Sometimes the forms we cleave to need revision. As in the television’s thirty-minute blocks, the length of our commute, the familiar thought of His and Hers, driving on the right, our days are more structured by convention than we like to think. Dear David Allen White, I was married here, in Hennepin County, Minnesota, at the county courthouse, our wedding vows witnessed by a judge between cases of Criminal Sexual Conduct, Classes C and D.

Our errors are classified this way as felony or misdemeanor, minor, major, venal, incidental, mortal, thoughtful, supersexy, supermax. The cataloger knows you can’t have coding without syntax, meaning without sorting, so how a book is sorted means and resonates beyond the shelves.

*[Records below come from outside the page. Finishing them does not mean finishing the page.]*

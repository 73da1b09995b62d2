//! Attack tables and ray casting for all piece types.
//!
//! Knight, king and pawn attacks are looked up in tables computed at compile
//! time from the same [`Offset`] lists the generators use. Sliding attacks
//! are cast one step at a time with [`Ray`], stopping at the first occupied
//! square.

use crate::bitboard::Offset;
use crate::Bitboard;
use serpent_core::{Color, Piece, Square};

/// Knight jumps. The two-file jumps carry the two-file edge masks.
pub const KNIGHT_OFFSETS: [Offset; 8] = [
    Offset::new(-17, Bitboard::NOT_H_FILE),
    Offset::new(-15, Bitboard::NOT_A_FILE),
    Offset::new(-10, Bitboard::NOT_GH_FILES),
    Offset::new(-6, Bitboard::NOT_AB_FILES),
    Offset::new(6, Bitboard::NOT_GH_FILES),
    Offset::new(10, Bitboard::NOT_AB_FILES),
    Offset::new(15, Bitboard::NOT_H_FILE),
    Offset::new(17, Bitboard::NOT_A_FILE),
];

pub const KING_OFFSETS: [Offset; 8] = [
    Offset::NORTH_WEST,
    Offset::NORTH,
    Offset::NORTH_EAST,
    Offset::WEST,
    Offset::EAST,
    Offset::SOUTH_WEST,
    Offset::SOUTH,
    Offset::SOUTH_EAST,
];

pub const ROOK_DIRECTIONS: [Offset; 4] = [Offset::NORTH, Offset::SOUTH, Offset::EAST, Offset::WEST];

pub const BISHOP_DIRECTIONS: [Offset; 4] = [
    Offset::NORTH_EAST,
    Offset::NORTH_WEST,
    Offset::SOUTH_EAST,
    Offset::SOUTH_WEST,
];

/// Rook rays first, then bishop rays.
pub const QUEEN_DIRECTIONS: [Offset; 8] = [
    Offset::NORTH,
    Offset::SOUTH,
    Offset::EAST,
    Offset::WEST,
    Offset::NORTH_EAST,
    Offset::NORTH_WEST,
    Offset::SOUTH_EAST,
    Offset::SOUTH_WEST,
];

const WHITE_PAWN_CAPTURES: [Offset; 2] = [Offset::NORTH_EAST, Offset::NORTH_WEST];
const BLACK_PAWN_CAPTURES: [Offset; 2] = [Offset::SOUTH_WEST, Offset::SOUTH_EAST];

/// Precomputed knight attack tables.
const KNIGHT_ATTACKS: [Bitboard; 64] = step_table(&KNIGHT_OFFSETS);

/// Precomputed king attack tables.
const KING_ATTACKS: [Bitboard; 64] = step_table(&KING_OFFSETS);

/// Precomputed pawn attack tables [color][square].
const PAWN_ATTACKS: [[Bitboard; 64]; 2] = [
    step_table(&WHITE_PAWN_CAPTURES),
    step_table(&BLACK_PAWN_CAPTURES),
];

/// Returns knight attacks from the given square.
#[inline]
pub fn knight_attacks(sq: Square) -> Bitboard {
    KNIGHT_ATTACKS[sq.index() as usize]
}

/// Returns king attacks from the given square.
#[inline]
pub fn king_attacks(sq: Square) -> Bitboard {
    KING_ATTACKS[sq.index() as usize]
}

/// Returns the squares a pawn of `color` on `sq` attacks.
#[inline]
pub fn pawn_attacks(sq: Square, color: Color) -> Bitboard {
    PAWN_ATTACKS[color.index()][sq.index() as usize]
}

/// The single-step push toward the opponent's back rank.
#[inline]
pub const fn pawn_push(color: Color) -> Offset {
    match color {
        Color::White => Offset::NORTH,
        Color::Black => Offset::SOUTH,
    }
}

/// Pawn capture directions in generation order: the `-7`/`+7` shift first.
#[inline]
pub const fn pawn_capture_offsets(color: Color) -> [Offset; 2] {
    match color {
        Color::White => WHITE_PAWN_CAPTURES,
        Color::Black => BLACK_PAWN_CAPTURES,
    }
}

/// Ray directions for a sliding piece; empty for everything else.
pub fn slider_directions(piece: Piece) -> &'static [Offset] {
    match piece {
        Piece::Bishop => &BISHOP_DIRECTIONS,
        Piece::Rook => &ROOK_DIRECTIONS,
        Piece::Queen => &QUEEN_DIRECTIONS,
        _ => &[],
    }
}

/// Squares reached by stepping repeatedly in one direction, nearest first.
///
/// The walk ends when a step would leave the board. Callers decide where a
/// blocker stops them.
#[derive(Debug, Clone)]
pub struct Ray {
    next: Option<Square>,
    direction: Offset,
}

impl Ray {
    pub fn new(from: Square, direction: Offset) -> Self {
        Ray {
            next: direction.step(from),
            direction,
        }
    }
}

impl Iterator for Ray {
    type Item = Square;

    fn next(&mut self) -> Option<Square> {
        let sq = self.next?;
        self.next = self.direction.step(sq);
        Some(sq)
    }
}

/// Squares attacked along one ray, up to and including the first occupied
/// square.
pub fn ray_attacks(from: Square, direction: Offset, occupied: Bitboard) -> Bitboard {
    let mut attacks = Bitboard::EMPTY;
    for sq in Ray::new(from, direction) {
        attacks.set(sq);
        if occupied.contains(sq) {
            break;
        }
    }
    attacks
}

fn slider_attacks(from: Square, directions: &[Offset], occupied: Bitboard) -> Bitboard {
    directions
        .iter()
        .fold(Bitboard::EMPTY, |acc, &dir| acc | ray_attacks(from, dir, occupied))
}

/// Returns bishop attacks from `sq` given the board occupancy.
#[inline]
pub fn bishop_attacks(sq: Square, occupied: Bitboard) -> Bitboard {
    slider_attacks(sq, &BISHOP_DIRECTIONS, occupied)
}

/// Returns rook attacks from `sq` given the board occupancy.
#[inline]
pub fn rook_attacks(sq: Square, occupied: Bitboard) -> Bitboard {
    slider_attacks(sq, &ROOK_DIRECTIONS, occupied)
}

/// Returns queen attacks from `sq` given the board occupancy.
#[inline]
pub fn queen_attacks(sq: Square, occupied: Bitboard) -> Bitboard {
    rook_attacks(sq, occupied) | bishop_attacks(sq, occupied)
}

/// Computes single-step attacks for every square at compile time.
const fn step_table<const N: usize>(offsets: &[Offset; N]) -> [Bitboard; 64] {
    let mut attacks = [Bitboard::EMPTY; 64];
    let mut sq = 0;

    while sq < 64 {
        let origin = Bitboard(1u64 << sq);
        let mut bb = 0u64;
        let mut i = 0;
        while i < N {
            bb |= offsets[i].apply(origin).0;
            i += 1;
        }
        attacks[sq] = Bitboard(bb);
        sq += 1;
    }

    attacks
}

There’s my wedding photo on the shelf. I’m all Alabama bulge and drinking neck, full from weekly trips to the Krispy Kreme just down the street where dough was hot and now and I was always hot to eat it now and so I did. But Megan stars in that bright dress: such loveliness! In what ways did I deserve this state-sanctioned shot at happiness, and what have I done with it? In Alabama we voted just a year before to legalize interracial marriage. It passed sixty-forty. Hard to take part in a thing still denied to friends, but knowing this we chose to stitch ourselves to each other and hold fast, make that joining mean.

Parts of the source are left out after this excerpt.